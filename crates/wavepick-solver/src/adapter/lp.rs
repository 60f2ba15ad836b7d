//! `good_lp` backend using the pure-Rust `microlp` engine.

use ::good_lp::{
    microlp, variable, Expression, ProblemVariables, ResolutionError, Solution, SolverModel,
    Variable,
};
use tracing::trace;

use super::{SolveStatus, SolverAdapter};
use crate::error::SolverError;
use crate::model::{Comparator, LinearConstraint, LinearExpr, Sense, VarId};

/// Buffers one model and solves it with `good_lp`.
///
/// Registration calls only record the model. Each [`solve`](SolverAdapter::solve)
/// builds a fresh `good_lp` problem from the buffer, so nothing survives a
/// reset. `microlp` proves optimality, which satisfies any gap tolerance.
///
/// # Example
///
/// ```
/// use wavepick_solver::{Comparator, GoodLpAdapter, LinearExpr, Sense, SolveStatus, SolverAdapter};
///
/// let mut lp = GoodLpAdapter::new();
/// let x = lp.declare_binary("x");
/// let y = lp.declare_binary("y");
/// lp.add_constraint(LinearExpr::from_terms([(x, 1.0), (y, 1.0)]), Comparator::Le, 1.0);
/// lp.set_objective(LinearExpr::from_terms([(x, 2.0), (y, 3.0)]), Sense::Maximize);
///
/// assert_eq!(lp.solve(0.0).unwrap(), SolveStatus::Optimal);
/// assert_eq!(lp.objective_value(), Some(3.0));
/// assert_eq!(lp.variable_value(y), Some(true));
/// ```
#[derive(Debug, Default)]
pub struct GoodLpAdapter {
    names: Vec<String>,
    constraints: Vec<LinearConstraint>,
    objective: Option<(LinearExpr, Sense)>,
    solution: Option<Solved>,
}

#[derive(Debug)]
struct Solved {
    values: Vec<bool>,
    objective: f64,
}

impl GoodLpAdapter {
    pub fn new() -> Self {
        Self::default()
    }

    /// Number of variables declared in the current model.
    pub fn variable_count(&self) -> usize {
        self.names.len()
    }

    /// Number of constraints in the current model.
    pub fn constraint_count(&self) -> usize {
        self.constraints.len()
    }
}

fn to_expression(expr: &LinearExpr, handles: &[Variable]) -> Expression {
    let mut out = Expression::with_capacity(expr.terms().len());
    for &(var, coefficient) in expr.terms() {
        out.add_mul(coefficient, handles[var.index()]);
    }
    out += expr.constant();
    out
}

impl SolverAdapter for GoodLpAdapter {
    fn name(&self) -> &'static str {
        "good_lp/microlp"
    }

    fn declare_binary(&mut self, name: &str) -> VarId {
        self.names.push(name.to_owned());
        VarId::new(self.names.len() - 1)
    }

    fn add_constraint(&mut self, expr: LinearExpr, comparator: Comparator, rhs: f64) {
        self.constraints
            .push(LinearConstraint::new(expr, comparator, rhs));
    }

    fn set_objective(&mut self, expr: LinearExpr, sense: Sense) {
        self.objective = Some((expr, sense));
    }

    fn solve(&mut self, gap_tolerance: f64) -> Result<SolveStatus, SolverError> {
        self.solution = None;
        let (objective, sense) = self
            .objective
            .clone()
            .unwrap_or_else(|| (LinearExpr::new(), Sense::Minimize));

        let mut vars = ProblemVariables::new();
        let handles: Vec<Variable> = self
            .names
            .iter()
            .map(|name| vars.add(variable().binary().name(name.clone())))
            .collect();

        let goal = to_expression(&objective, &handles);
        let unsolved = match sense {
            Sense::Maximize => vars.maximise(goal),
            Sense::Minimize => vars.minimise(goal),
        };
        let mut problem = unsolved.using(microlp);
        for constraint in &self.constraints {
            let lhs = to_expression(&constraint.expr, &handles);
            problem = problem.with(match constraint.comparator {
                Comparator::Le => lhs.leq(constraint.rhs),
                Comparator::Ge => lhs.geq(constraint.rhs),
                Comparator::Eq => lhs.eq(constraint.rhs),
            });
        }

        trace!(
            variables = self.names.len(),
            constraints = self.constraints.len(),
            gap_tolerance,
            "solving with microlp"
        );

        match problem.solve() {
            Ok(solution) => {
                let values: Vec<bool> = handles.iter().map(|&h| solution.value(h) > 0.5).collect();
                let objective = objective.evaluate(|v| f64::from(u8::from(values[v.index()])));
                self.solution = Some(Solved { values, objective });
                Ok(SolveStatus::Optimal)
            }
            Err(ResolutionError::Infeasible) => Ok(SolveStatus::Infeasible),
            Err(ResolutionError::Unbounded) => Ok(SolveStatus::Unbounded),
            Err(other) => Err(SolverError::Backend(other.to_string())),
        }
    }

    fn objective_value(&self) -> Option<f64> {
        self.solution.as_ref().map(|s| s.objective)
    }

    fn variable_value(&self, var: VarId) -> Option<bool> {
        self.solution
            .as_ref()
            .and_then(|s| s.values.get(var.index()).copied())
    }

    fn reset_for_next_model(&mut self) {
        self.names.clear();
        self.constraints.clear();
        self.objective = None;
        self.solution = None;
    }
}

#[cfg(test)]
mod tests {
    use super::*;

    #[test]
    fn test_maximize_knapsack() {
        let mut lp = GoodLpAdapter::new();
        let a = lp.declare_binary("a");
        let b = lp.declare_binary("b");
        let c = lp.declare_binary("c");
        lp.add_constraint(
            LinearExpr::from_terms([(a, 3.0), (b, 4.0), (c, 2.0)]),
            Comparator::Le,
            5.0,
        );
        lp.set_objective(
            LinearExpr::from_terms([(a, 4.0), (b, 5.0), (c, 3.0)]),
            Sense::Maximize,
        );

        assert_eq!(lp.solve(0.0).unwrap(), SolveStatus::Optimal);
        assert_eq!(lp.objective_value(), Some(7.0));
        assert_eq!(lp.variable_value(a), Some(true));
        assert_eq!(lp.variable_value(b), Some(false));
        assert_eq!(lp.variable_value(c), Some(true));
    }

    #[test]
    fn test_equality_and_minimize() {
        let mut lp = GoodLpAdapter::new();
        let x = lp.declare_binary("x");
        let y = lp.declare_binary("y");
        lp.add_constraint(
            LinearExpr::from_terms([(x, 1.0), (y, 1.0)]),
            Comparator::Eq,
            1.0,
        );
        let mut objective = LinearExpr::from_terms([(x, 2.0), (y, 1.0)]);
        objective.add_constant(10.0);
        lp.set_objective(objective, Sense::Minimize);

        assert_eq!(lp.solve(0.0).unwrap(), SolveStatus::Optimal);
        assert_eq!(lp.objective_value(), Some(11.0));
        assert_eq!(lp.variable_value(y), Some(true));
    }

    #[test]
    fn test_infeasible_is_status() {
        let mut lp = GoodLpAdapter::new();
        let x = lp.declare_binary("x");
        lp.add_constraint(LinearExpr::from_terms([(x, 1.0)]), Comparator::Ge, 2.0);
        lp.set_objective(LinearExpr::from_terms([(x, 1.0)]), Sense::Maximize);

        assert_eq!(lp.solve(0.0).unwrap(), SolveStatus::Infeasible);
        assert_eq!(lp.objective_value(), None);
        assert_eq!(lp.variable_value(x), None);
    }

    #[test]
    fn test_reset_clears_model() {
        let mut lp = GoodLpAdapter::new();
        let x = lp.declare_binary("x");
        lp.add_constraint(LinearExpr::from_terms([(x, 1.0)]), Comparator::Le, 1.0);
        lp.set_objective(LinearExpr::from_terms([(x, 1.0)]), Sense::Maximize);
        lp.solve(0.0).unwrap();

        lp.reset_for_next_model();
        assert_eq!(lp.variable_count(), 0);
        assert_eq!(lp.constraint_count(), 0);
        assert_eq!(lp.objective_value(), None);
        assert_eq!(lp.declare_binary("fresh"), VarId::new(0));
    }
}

○ ○ ○ ○

WHAT THE TASK ASKS: Determine the number of lines in the entries that hold "goal". Reply with that number only.

RESPONSE TO THE TASK: 3